A creature bursts through the wall of the hut. It has three jackal heads and seven serpents growing from its back. Its legs are the legs of a wolf, and it has six of them. Its stinger is like a scorpion’s, but leathery and with a whip-like flexibility. It charges onto him like a storm, and he is flung backwards by its impact. His right arm tries to keep its snapping heads from his throat while his left hand fumbles for his sword. He is driven backwards into the hill, and rolls desperately to the side, and then his sword is up and the creature is gutted.

“You are a fool,” says Romulus, “to challenge thus the son of Mars.”

The creature bleeds. Brilliant red gouts onto the ground. “Oh, yeah,” it whispers, in a voice that is like the voice of men. Then it is dead.

Romulus cuts out its heart. He takes its heart to Rome. He cuts open a trench in the earth. He plants the heart in the earth. He grows a Granarium. This is where Rome will store its grain during the long winter months.

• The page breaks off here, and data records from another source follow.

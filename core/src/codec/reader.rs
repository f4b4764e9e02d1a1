//! Binary reader
//!
//! Reads big-endian primitives from an in-memory byte slice. Length and count
//! prefixes are validated against the remaining bytes before anything is
//! allocated.

use byteorder::{BigEndian, ByteOrder};

use crate::error::CodecError;
use crate::limits::DecodeLimits;

/// Reader for the big-endian wire format
pub struct Reader<'a> {
    data: &'a [u8],
    pos: usize,
    limits: DecodeLimits,
}

impl<'a> Reader<'a> {
    /// Create a reader with default decode limits
    pub fn new(data: &'a [u8]) -> Self {
        Self::with_limits(data, DecodeLimits::default())
    }

    /// Create a reader with explicit decode limits
    pub fn with_limits(data: &'a [u8], limits: DecodeLimits) -> Self {
        Self {
            data,
            pos: 0,
            limits,
        }
    }

    /// Bytes left between the cursor and the end of the stream
    pub fn available(&self) -> usize {
        self.data.len() - self.pos
    }

    /// Current cursor position
    pub fn position(&self) -> usize {
        self.pos
    }

    pub fn limits(&self) -> DecodeLimits {
        self.limits
    }

    fn take(&mut self, n: usize) -> Result<&'a [u8], CodecError> {
        let available = self.available();
        if n > available {
            return Err(CodecError::UnexpectedEndOfData {
                needed: n,
                available,
            });
        }
        let bytes = &self.data[self.pos..self.pos + n];
        self.pos += n;
        Ok(bytes)
    }

    /// Read a boolean; any non-zero byte is `true`
    pub fn read_bool(&mut self) -> Result<bool, CodecError> {
        Ok(self.take(1)?[0] != 0)
    }

    pub fn read_i32(&mut self) -> Result<i32, CodecError> {
        Ok(BigEndian::read_i32(self.take(4)?))
    }

    pub fn read_i64(&mut self) -> Result<i64, CodecError> {
        Ok(BigEndian::read_i64(self.take(8)?))
    }

    pub fn read_f32(&mut self) -> Result<f32, CodecError> {
        Ok(BigEndian::read_f32(self.take(4)?))
    }

    pub fn read_f64(&mut self) -> Result<f64, CodecError> {
        Ok(BigEndian::read_f64(self.take(8)?))
    }

    /// Read a length-prefixed UTF-8 string
    pub fn read_string(&mut self) -> Result<String, CodecError> {
        let bytes = self.read_block()?;
        Ok(String::from_utf8(bytes)?)
    }

    /// Read a length-prefixed raw byte block
    pub fn read_block(&mut self) -> Result<Vec<u8>, CodecError> {
        let len = self.read_length(1, self.limits.max_block_len)?;
        Ok(self.take(len)?.to_vec())
    }

    /// Read exactly `n` raw bytes
    pub fn read_bytes(&mut self, n: usize) -> Result<&'a [u8], CodecError> {
        self.take(n)
    }

    /// Read an element count for a collection whose elements occupy at least
    /// `min_element_size` bytes each
    pub fn read_count(&mut self, min_element_size: usize) -> Result<usize, CodecError> {
        self.read_length(min_element_size, self.limits.max_list_len)
    }

    fn read_length(&mut self, unit: usize, limit: usize) -> Result<usize, CodecError> {
        let raw = self.read_i32()?;
        let available = self.available();
        let malformed = CodecError::MalformedLength {
            length: i64::from(raw),
            available,
        };
        let Ok(len) = usize::try_from(raw) else {
            return Err(malformed);
        };
        if len > limit || len.saturating_mul(unit) > available {
            return Err(malformed);
        }
        Ok(len)
    }
}

#[cfg(test)]
mod tests {
    use super::*;

    #[test]
    fn test_truncated_int() {
        let mut reader = Reader::new(&[0, 0, 1]);
        let err = reader.read_i32().unwrap_err();
        assert!(matches!(
            err,
            CodecError::UnexpectedEndOfData {
                needed: 4,
                available: 3
            }
        ));
    }

    #[test]
    fn test_length_exceeding_stream_is_rejected_before_allocation() {
        // Claims a 2 GiB block with only 3 bytes behind it
        let mut bytes = i32::MAX.to_be_bytes().to_vec();
        bytes.extend_from_slice(b"abc");
        let err = Reader::new(&bytes).read_block().unwrap_err();
        assert!(matches!(err, CodecError::MalformedLength { available: 3, .. }));
    }

    #[test]
    fn test_length_over_limit() {
        let mut bytes = 4i32.to_be_bytes().to_vec();
        bytes.extend_from_slice(b"abcd");
        let limits = DecodeLimits {
            max_block_len: 3,
            ..DecodeLimits::default()
        };
        let err = Reader::with_limits(&bytes, limits).read_string().unwrap_err();
        assert!(matches!(err, CodecError::MalformedLength { length: 4, .. }));

        assert_eq!(Reader::new(&bytes).read_string().unwrap(), "abcd");
    }

    #[test]
    fn test_count_checks_element_size() {
        // Three elements of at least four bytes cannot fit in eight bytes
        let mut bytes = 3i32.to_be_bytes().to_vec();
        bytes.extend_from_slice(&[0; 8]);
        assert!(matches!(
            Reader::new(&bytes).read_count(4),
            Err(CodecError::MalformedLength { length: 3, .. })
        ));
        assert_eq!(Reader::new(&bytes).read_count(2).unwrap(), 3);
    }

    #[test]
    fn test_invalid_utf8() {
        let mut bytes = 2i32.to_be_bytes().to_vec();
        bytes.extend_from_slice(&[0xC3, 0x28]);
        assert!(matches!(
            Reader::new(&bytes).read_string(),
            Err(CodecError::InvalidUtf8(_))
        ));
    }

    #[test]
    fn test_available_and_position() {
        let bytes = [0u8; 13];
        let mut reader = Reader::new(&bytes);
        assert_eq!(reader.available(), 13);
        reader.read_i64().unwrap();
        reader.read_bool().unwrap();
        assert_eq!(reader.position(), 9);
        assert_eq!(reader.available(), 4);
        assert_eq!(reader.read_bytes(4).unwrap(), &[0, 0, 0, 0]);
    }
}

763 years before the common era, Mars impregnated Rhea Silvia.

Rhea Silvia birthed twin sons, Romulus and Remus. Mars claimed them, played with them for six hours, and then abandoned them on the banks of the Tiber.

2.8% of the infants exposed in this manner are suckled to maturity by a passing animal. The remaining 97.2% die.

Romulus and Remus were among the lucky few.

Romulus sleeps in Rome that night, among his concubines and his servants, but he does not rest.

In the morning he sets out again.

By the banks of the Tiber, Romulus sits down, and he weeps.

The nymph of the river sits beside him. She is a creature all of reeds and grass, and she is nourished by his tears. “Why do you cry?” she asks of him.

“You are beautiful,” says Romulus, “and I am sad. Must everything have reasons?”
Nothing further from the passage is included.